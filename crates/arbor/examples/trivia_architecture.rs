//! Example: Building an architecture diagram with the builder API
//!
//! Reproduces a serverless trivia game on AWS: nested groups for the cloud,
//! the VPC and its subnets, icon nodes, and dashed return edges.
//!
//! Prints the DOT text by default. Pass `--render` to run Graphviz and write
//! `aws_trivia_challenge_architecture.png` to the current directory.

use arbor::{
    DiagramRenderer,
    color::Color,
    model::{Diagram, Edge, Group, LayoutSettings, Node, RankDirection},
    style::{LinePattern, Rank, StyleSet},
};

fn main() -> Result<(), Box<dyn std::error::Error>> {
    let mut diagram = Diagram::new()
        .with_title("AWS Trivia Challenge Architecture")
        .with_layout(LayoutSettings {
            direction: Some(RankDirection::TopToBottom),
            rank_sep: Some(1.5),
            ..LayoutSettings::default()
        })
        .with_edge_style(StyleSet::new().with_font_size(16.0)?);
    let root = diagram.root();

    let users = diagram.add_node(root, Node::new("Users").with_icon("onprem/client/users"))?;

    let cloud = diagram.add_group(root, Group::new("AWS Cloud"))?;

    let global = diagram.add_group(cloud, Group::new("Global Services"))?;
    let cloudfront = diagram.add_node(
        global,
        Node::new("CloudFront CDN").with_icon("aws/network/cloudfront"),
    )?;
    let cognito = diagram.add_node(
        global,
        Node::new("Cognito User Pool").with_icon("aws/security/cognito"),
    )?;

    let vpc = diagram.add_group(
        cloud,
        Group::new("VPC (us-west-2)")
            .with_style(StyleSet::new().with_fill_color(Color::new("lightblue")?)),
    )?;
    let api_gw = diagram.add_node(vpc, Node::new("API Gateway").with_icon("aws/network/api-gateway"))?;

    let public = diagram.add_group(
        vpc,
        Group::new("Public Subnets").with_style(StyleSet::new().with_rank(Rank::Min)),
    )?;
    let igw = diagram.add_node(
        public,
        Node::new("Internet Gateway").with_icon("aws/network/internet-gateway"),
    )?;
    let nat = diagram.add_node(public, Node::new("NAT Gateway").with_icon("aws/network/nat-gateway"))?;

    let private = diagram.add_group(
        vpc,
        Group::new("Private Subnets").with_style(StyleSet::new().with_rank(Rank::Max)),
    )?;
    let compute = diagram.add_group(private, Group::new("Compute"))?;
    let game_logic = diagram.add_node(
        compute,
        Node::new("Game Logic\nLambda").with_icon("aws/compute/lambda"),
    )?;
    let preloader = diagram.add_node(
        compute,
        Node::new("Question Preloader\nLambda").with_icon("aws/compute/lambda"),
    )?;
    let data = diagram.add_group(private, Group::new("Data"))?;
    let cache = diagram.add_node(data, Node::new("ElastiCache").with_icon("aws/database/database"))?;

    let s3 = diagram.add_node(cloud, Node::new("S3 Frontend Bucket").with_icon("aws/storage/s3"))?;

    let monitoring = diagram.add_group(cloud, Group::new("Monitoring"))?;
    let cloudwatch = diagram.add_node(
        monitoring,
        Node::new("CloudWatch").with_icon("aws/management/cloudwatch"),
    )?;
    let sns = diagram.add_node(monitoring, Node::new("SNS Alerts").with_icon("aws/integration/sns"))?;

    let external = diagram.add_group(root, Group::new("External"))?;
    let opentdb = diagram.add_node(external, Node::new("OpenTDB API").with_icon("saas/cdn/cloudflare"))?;

    let dashed = StyleSet::new().with_pattern(LinePattern::Dashed);
    for (source, target) in [
        (users, cloudfront),
        (cloudfront, s3),
        (cloudfront, api_gw),
        (api_gw, game_logic),
        (game_logic, cognito),
        (game_logic, cache),
        (preloader, cache),
        (preloader, nat),
        (nat, igw),
        (igw, opentdb),
    ] {
        diagram.connect(Edge::new(source, target));
    }
    diagram.connect(Edge::new(opentdb, igw).with_style(dashed.clone()));
    diagram.connect(Edge::new(igw, nat).with_style(dashed));
    for (source, target) in [
        (game_logic, cloudwatch),
        (preloader, cloudwatch),
        (cache, cloudwatch),
        (cloudwatch, sns),
    ] {
        diagram.connect(Edge::new(source, target));
    }

    let renderer = DiagramRenderer::default();
    if std::env::args().any(|arg| arg == "--render") {
        let output = renderer.render(&diagram, None)?;
        println!("Wrote {} ({} bytes)", output.path().display(), output.bytes());
    } else {
        println!("{}", renderer.serialize(&diagram)?);
    }
    Ok(())
}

..............................

▶ Your task
Wherever the string "compute" occurs in the records, copy the line it is in.

▶ Output
    let compute = diagram.add_group(private, Group::new("Compute"))?;
        compute,
        Node::new("Game Logic\nLambda").with_icon("aws/compute/lambda"),
        compute,
        Node::new("Question Preloader\nLambda").with_icon("aws/compute/lambda"),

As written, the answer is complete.